I always find something interesting and useful in articles Timothy Noah writes for Slate. They are always well-researched and well-written, unlike so much of what passes for journalism in my hometown newspapers (NYT, Post, etc.). Today's article on Arnold, California Governorship, Waldheim, and Nazism just confused me. Noah writes,
Rather, Schwarzenegger was likely playing politics—to be more specific, Austrian politics and family politics. For years it was rumored that if Schwarzenegger didn't run for governor of California, he would run for president of Austria. Because Austrians have long resented what they see as Waldheim's pointless scapegoating, any firm denunciation would have ruled the latter possibility out.
This makes sense. This is politics we are talking about. Arnold is not running for governor as a crusader for correcting moral wrongs and bringing justice to the Golden State, but instead as someone with an acute business sense and enough money to resist "being bought by special interests". And of course his name recognition and his wife's family legacy. Granted, he has now decided not to seek an Austrian presidency so there is little hurt politically to denounce Waldheim. However, family reasons remain, and I do not see how Noah jumps to this conclusion:
If Schwarzenegger doesn't renounce Waldheim in a highly public way, he can forget about ever becoming governor of California.
Huh? What did I miss? Who in CA remembers Waldheim? Given our current relationship with the United Nations it might be bigger liability for Arnold that Waldheim was U.N. Secretary General than a former Nazi.
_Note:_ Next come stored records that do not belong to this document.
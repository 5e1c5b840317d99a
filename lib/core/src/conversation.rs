//! Conversation references, tokens, and the token issuance states.

use crate::id::{ConversationReferenceId, ConversationTokenId};
use chrono::{DateTime, Utc};
use serde::{Deserialize, Serialize};
use std::fmt;

/// Description attached to the token created on first request.
pub const DEFAULT_TOKEN_DESCRIPTION: &str = "default initial token for this conversation";

/// The (tenant, conversation, requester) triple that identifies a
/// conversation reference.
#[derive(Debug, Clone, PartialEq, Eq, Hash, Serialize, Deserialize)]
pub struct ConversationKey {
    /// Tenant id.
    pub tenant_id: String,
    /// Platform id of the conversation.
    pub conversation_id: String,
    /// Directory id of the user who asked for the token.
    pub requester_id: String,
}

impl ConversationKey {
    /// Creates a new key.
    #[must_use]
    pub fn new(
        tenant_id: impl Into<String>,
        conversation_id: impl Into<String>,
        requester_id: impl Into<String>,
    ) -> Self {
        Self {
            tenant_id: tenant_id.into(),
            conversation_id: conversation_id.into(),
            requester_id: requester_id.into(),
        }
    }
}

impl fmt::Display for ConversationKey {
    fn fmt(&self, f: &mut fmt::Formatter<'_>) -> fmt::Result {
        write!(
            f,
            "{}/{}/{}",
            self.tenant_id, self.conversation_id, self.requester_id
        )
    }
}

/// A request for the token of a conversation.
///
/// The serialized payloads are stored verbatim when the reference is first
/// created and are only ever read back by the message transport.
#[derive(Debug, Clone, PartialEq, Eq, Serialize, Deserialize)]
pub struct TokenRequest {
    /// Identifying triple.
    pub key: ConversationKey,
    /// Serialized conversation reference context.
    pub serialized_reference: String,
    /// Serialized originating activity.
    pub serialized_activity: String,
}

impl TokenRequest {
    /// Creates a new token request.
    #[must_use]
    pub fn new(
        key: ConversationKey,
        serialized_reference: impl Into<String>,
        serialized_activity: impl Into<String>,
    ) -> Self {
        Self {
            key,
            serialized_reference: serialized_reference.into(),
            serialized_activity: serialized_activity.into(),
        }
    }
}

/// A durable record of a conversation, sufficient to resume it for
/// outbound messaging. Never mutated after creation.
#[derive(Debug, Clone, PartialEq, Eq, Serialize, Deserialize)]
pub struct ConversationReference {
    /// Row id.
    pub id: ConversationReferenceId,
    /// Identifying triple.
    pub key: ConversationKey,
    /// Serialized conversation reference context.
    pub serialized_reference: String,
    /// Serialized originating activity.
    pub serialized_activity: String,
    /// When the reference was created.
    pub created_at: DateTime<Utc>,
}

/// Opaque credential bound to a conversation reference.
#[derive(Debug, Clone, PartialEq, Eq, Hash, Serialize, Deserialize)]
#[serde(transparent)]
pub struct ConversationToken(String);

impl ConversationToken {
    /// Generates a fresh random token value.
    #[must_use]
    pub fn generate() -> Self {
        Self(uuid::Uuid::new_v4().to_string())
    }

    /// Returns the token as a string slice.
    #[must_use]
    pub fn as_str(&self) -> &str {
        &self.0
    }

    /// Consumes the token, returning the inner string.
    #[must_use]
    pub fn into_inner(self) -> String {
        self.0
    }
}

impl From<String> for ConversationToken {
    fn from(value: String) -> Self {
        Self(value)
    }
}

impl fmt::Display for ConversationToken {
    fn fmt(&self, f: &mut fmt::Formatter<'_>) -> fmt::Result {
        f.write_str(&self.0)
    }
}

/// A token row attached to a conversation reference.
#[derive(Debug, Clone, PartialEq, Eq, Serialize, Deserialize)]
pub struct TokenRecord {
    /// Row id.
    pub id: ConversationTokenId,
    /// Owning reference.
    pub reference_id: ConversationReferenceId,
    /// The token value.
    pub token: ConversationToken,
    /// When the token was created.
    pub created_at: DateTime<Utc>,
    /// Free-text description.
    pub description: String,
}

/// Where a conversation triple stands in the token issuance protocol.
///
/// `HasToken` is terminal: every later request for the triple resolves to
/// the earliest-created token.
#[derive(Debug, Clone, PartialEq, Eq)]
pub enum IssuanceState {
    /// No reference row exists for the triple.
    NoReference,
    /// A reference exists but no token has been attached yet.
    ReferenceNoToken {
        /// The existing reference.
        reference_id: ConversationReferenceId,
    },
    /// A token exists.
    HasToken {
        /// The owning reference.
        reference_id: ConversationReferenceId,
        /// The earliest token attached to the reference.
        token: ConversationToken,
    },
}

impl IssuanceState {
    /// Builds the state from a reference lookup joined with its earliest
    /// token.
    #[must_use]
    pub fn from_lookup(lookup: Option<(ConversationReferenceId, Option<ConversationToken>)>) -> Self {
        match lookup {
            None => Self::NoReference,
            Some((reference_id, None)) => Self::ReferenceNoToken { reference_id },
            Some((reference_id, Some(token))) => Self::HasToken {
                reference_id,
                token,
            },
        }
    }

    /// Short name for logs.
    #[must_use]
    pub fn as_str(&self) -> &'static str {
        match self {
            Self::NoReference => "no_reference",
            Self::ReferenceNoToken { .. } => "reference_no_token",
            Self::HasToken { .. } => "has_token",
        }
    }
}

#[cfg(test)]
mod tests {
    use super::*;

    #[test]
    fn generated_tokens_are_distinct_and_non_empty() {
        let a = ConversationToken::generate();
        let b = ConversationToken::generate();
        assert!(!a.as_str().is_empty());
        assert_ne!(a, b);
    }

    #[test]
    fn issuance_state_from_lookup() {
        let reference_id = ConversationReferenceId::new();
        assert_eq!(IssuanceState::from_lookup(None), IssuanceState::NoReference);
        assert_eq!(
            IssuanceState::from_lookup(Some((reference_id, None))),
            IssuanceState::ReferenceNoToken { reference_id }
        );

        let token = ConversationToken::from("abc".to_string());
        let state = IssuanceState::from_lookup(Some((reference_id, Some(token.clone()))));
        assert_eq!(state.as_str(), "has_token");
        assert_eq!(
            state,
            IssuanceState::HasToken {
                reference_id,
                token
            }
        );
    }

    #[test]
    fn key_display_joins_triple() {
        let key = ConversationKey::new("t1", "c1", "u1");
        assert_eq!(key.to_string(), "t1/c1/u1");
    }
}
As the article notes, Arnold has carefully cultivated an impeccable anti-Holocaust image when he
...proclaimed his disgust for Nazism, raised money for education about the Holocaust, traveled to Israel (where he met with then-Prime Minister Yitzhak Rabin), and given generously to the Simon Wiesenthal Center in Los Angeles, which in 1997 bestowed on him its National Leadership Award. "He wants no truck with … Waldheim," the Wiesenthal Center's Rabbi Marvin Hier told the Jerusalem Post. "He probably did not have any clue as to the seriousness of the allegations against Waldheim at that time [i.e., 1986]. To suggest that Arnold's an anti-Semite is preposterous. He's done more to further the cause of Holocaust awareness than almost any other Hollywood star."
I do not see how Kurt Waldheim might ever really tarnish Arnold's chances in this race, and he can always denounce Joerg Haider for the racism nazi that he is.